Большие изменения произошли в жизни киевского общества. Они и отражены в полном грустного раздумья некрологе князю Всеволоду. Человек оказывается бессильным перед течением событий, он не может изменить их ход. Все чего-то просили, требовали у старого князя, все «несли розно» Русскую землю, притесняли людей, а князь «и не ведал того».
Половцы - кочевой народ тюркского происхождения - представляли большую опасность для Руси. Они были еще страшнее, чем печенеги, так как превосходили их численностью.
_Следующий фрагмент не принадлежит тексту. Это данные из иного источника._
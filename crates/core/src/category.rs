//! Category index projections.
//!
//! A category's index is a derived cache of the memory-file ground truth:
//! one entry per direct memory, one entry per direct subcategory. Indexes
//! are queried for listing and discovery only; `reindex` reconstructs them
//! from the files whenever they diverge.

use crate::path::{CategoryPath, MemoryPath};
use chrono::{DateTime, Utc};
use serde::{Deserialize, Serialize};

/// Category descriptions are capped at this length everywhere.
pub const MAX_DESCRIPTION_LEN: usize = 500;

// ---------------------------------------------------------------------------
// Index entries
// ---------------------------------------------------------------------------

/// Index projection of a memory: enough to list and rank without reading
/// the memory file itself.
#[derive(Debug, Clone, PartialEq, Eq, Serialize, Deserialize)]
pub struct CategoryMemoryEntry {
    pub path: MemoryPath,
    pub token_estimate: usize,
    #[serde(default, skip_serializing_if = "Option::is_none")]
    pub summary: Option<String>,
    #[serde(default, skip_serializing_if = "Option::is_none")]
    pub updated_at: Option<DateTime<Utc>>,
}

/// Index projection of a direct subcategory.
#[derive(Debug, Clone, PartialEq, Eq, Serialize, Deserialize)]
pub struct SubcategoryEntry {
    pub path: CategoryPath,
    /// Count of memories directly under the subcategory (not recursive).
    pub memory_count: usize,
    #[serde(default, skip_serializing_if = "Option::is_none")]
    pub description: Option<String>,
}

// ---------------------------------------------------------------------------
// Category
// ---------------------------------------------------------------------------

/// On-disk category index: direct memories and direct subcategories,
/// each sorted by path so writes are stable.
#[derive(Debug, Clone, PartialEq, Eq, Default, Serialize, Deserialize)]
pub struct Category {
    #[serde(default)]
    pub memories: Vec<CategoryMemoryEntry>,
    #[serde(default)]
    pub subcategories: Vec<SubcategoryEntry>,
}

impl Category {
    /// Build a category index with both sections sorted by path.
    pub fn new(
        mut memories: Vec<CategoryMemoryEntry>,
        mut subcategories: Vec<SubcategoryEntry>,
    ) -> Self {
        memories.sort_by(|a, b| a.path.cmp(&b.path));
        subcategories.sort_by(|a, b| a.path.cmp(&b.path));
        Category { memories, subcategories }
    }

    /// Re-establish sort order after in-place edits.
    pub fn normalize(&mut self) {
        self.memories.sort_by(|a, b| a.path.cmp(&b.path));
        self.subcategories.sort_by(|a, b| a.path.cmp(&b.path));
    }

    pub fn memory_entry(&self, path: &MemoryPath) -> Option<&CategoryMemoryEntry> {
        self.memories.iter().find(|e| &e.path == path)
    }

    pub fn subcategory_entry(&self, path: &CategoryPath) -> Option<&SubcategoryEntry> {
        self.subcategories.iter().find(|e| &e.path == path)
    }

    /// Insert or replace the entry for one memory, keeping order.
    pub fn upsert_memory(&mut self, entry: CategoryMemoryEntry) {
        self.memories.retain(|e| e.path != entry.path);
        self.memories.push(entry);
        self.normalize();
    }

    /// Insert or replace the entry for one subcategory, keeping order.
    pub fn upsert_subcategory(&mut self, entry: SubcategoryEntry) {
        self.subcategories.retain(|e| e.path != entry.path);
        self.subcategories.push(entry);
        self.normalize();
    }
}

// ---------------------------------------------------------------------------
// Reindex report
// ---------------------------------------------------------------------------

/// Outcome of a scoped reindex: what was rebuilt, plus warnings for
/// memory files that could not be parsed (skipped, not fatal).
#[derive(Debug, Clone, Serialize)]
#[serde(rename_all = "camelCase")]
pub struct ReindexReport {
    pub scope: CategoryPath,
    pub indexed_categories: usize,
    pub indexed_memories: usize,
    pub warnings: Vec<String>,
}

impl ReindexReport {
    pub fn new(scope: CategoryPath) -> Self {
        ReindexReport { scope, indexed_categories: 0, indexed_memories: 0, warnings: Vec::new() }
    }
}
//! Memory lifecycle operations.
//!
//! Paths arrive as raw strings and are validated here; everything past the
//! parse works with value types. Listing, pruning, and recency walk the
//! category-index tree only — memory files are read to evaluate expiration,
//! never to enumerate.

use crate::category::ReindexReport;
use crate::memory::{Memory, MemoryMetadata};
use crate::ops::{MemoryOpError, Patch};
use crate::path::{CategoryPath, MemoryPath};
use crate::storage::StorageAdapter;
use chrono::{DateTime, Utc};
use serde::Serialize;
use tracing::{debug, info};

// ---------------------------------------------------------------------------
// Inputs and results
// ---------------------------------------------------------------------------

#[derive(Debug, Clone)]
pub struct CreateMemoryInput {
    pub content: String,
    /// Origin of the memory, e.g. "cli", "mcp", "user".
    pub source: String,
    pub tags: Vec<String>,
    pub citations: Vec<String>,
    pub expires_at: Option<DateTime<Utc>>,
}

#[derive(Debug, Clone, Default)]
pub struct UpdateMemoryInput {
    pub content: Option<String>,
    pub tags: Option<Vec<String>>,
    /// Replaces the citation list entirely when present.
    pub citations: Option<Vec<String>>,
    pub expires_at: Patch<DateTime<Utc>>,
}

impl UpdateMemoryInput {
    pub fn is_empty(&self) -> bool {
        self.content.is_none()
            && self.tags.is_none()
            && self.citations.is_none()
            && self.expires_at.is_keep()
    }
}

#[derive(Debug, Clone, Copy, Default)]
pub struct GetOptions {
    pub include_expired: bool,
    pub now: Option<DateTime<Utc>>,
}

#[derive(Debug, Clone, Default)]
pub struct ListOptions {
    pub category: Option<String>,
    pub include_expired: bool,
    pub now: Option<DateTime<Utc>>,
}

#[derive(Debug, Clone, Copy, Default)]
pub struct PruneOptions {
    pub dry_run: bool,
    pub now: Option<DateTime<Utc>>,
}

#[derive(Debug, Clone)]
pub struct RecentOptions {
    pub category: Option<String>,
    pub limit: usize,
    pub include_expired: bool,
    pub now: Option<DateTime<Utc>>,
}

impl Default for RecentOptions {
    fn default() -> Self {
        RecentOptions { category: None, limit: 5, include_expired: false, now: None }
    }
}
//! Shared scaffolding for operation and adapter integration tests.

use chrono::{DateTime, Utc};
use cortex_core::estimate::default_estimator;
use cortex_core::ops::memory::CreateMemoryInput;
use cortex_core::storage::fs::FsAdapter;
use cortex_core::storage::memory::MemoryAdapter;
use cortex_core::storage::{CategoryStore, StorageAdapter};
use cortex_core::Memory;
use std::path::Path;

pub fn ts(s: &str) -> DateTime<Utc> {
    s.parse().unwrap()
}

pub fn memory_adapter() -> MemoryAdapter {
    MemoryAdapter::new(default_estimator())
}

pub fn fs_adapter(root: &Path) -> FsAdapter {
    FsAdapter::new(root.to_path_buf(), default_estimator())
}

pub fn input(content: &str) -> CreateMemoryInput {
    CreateMemoryInput {
        content: content.to_string(),
        source: "test".to_string(),
        tags: vec![],
        citations: vec![],
        expires_at: None,
    }
}

pub fn expiring_input(content: &str, expires_at: &str) -> CreateMemoryInput {
    CreateMemoryInput { expires_at: Some(ts(expires_at)), ..input(content) }
}

/// Create a category (free mode) and a memory inside it in one step.
pub fn seed_memory(adapter: &dyn StorageAdapter, path: &str, content: &str) -> Memory {
    seed_with(adapter, path, input(content), "2025-01-01T00:00:00Z")
}

pub fn seed_with(
    adapter: &dyn StorageAdapter,
    path: &str,
    input: CreateMemoryInput,
    now: &str,
) -> Memory {
    let parsed = cortex_core::MemoryPath::parse(path).expect("valid path");
    adapter.ensure_category(parsed.category()).expect("ensure category");
    cortex_core::ops::memory::create(adapter, path, input, Some(ts(now))).expect("create memory")
}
Их военная тактика отличалась стремительностью набегов.
Трагический рассказ о нашествии половцев - один из самых сильных и глубоких рассказов летописи.
Летописец написал повесть о страдающем русском народе, о муках, которые он терпит из-за несогласий и неразумности своих князей. Описание половецкого опустошения - это плач о бедствиях Русской земли и о ее людях, плач, проникнутый не только горячей любовью к страдающей отчизне, но и глубокой верой в ее силы.
Ужасы половецкого разорения вызвали в умах людей того времени страшную для средневекового сознания мысль, что Русская земля оставлена богом, то есть, переводя на язык современных понятий, что Русь окончательно и навсегда погибла. Эту мысль не разделяет летописец. Напротив, он убежденно отстаивает обратное положение: нет другой страны, которую бы бог так возлюбил, как нашу. Такой вывод нам представляется неожиданным и не совсем понятным, поскольку он связан с религиозным мировоззрением той эпохи, столь нам далекой. Но, вчитываясь в патетическое заключение рассказа, видишь, что оно выражает глубоко патриотическое настроение летописца: древний историк верит в силы русского народа, в жизненность Русского государства, и даже страшные бедствия не колеблют его гордой уверенности.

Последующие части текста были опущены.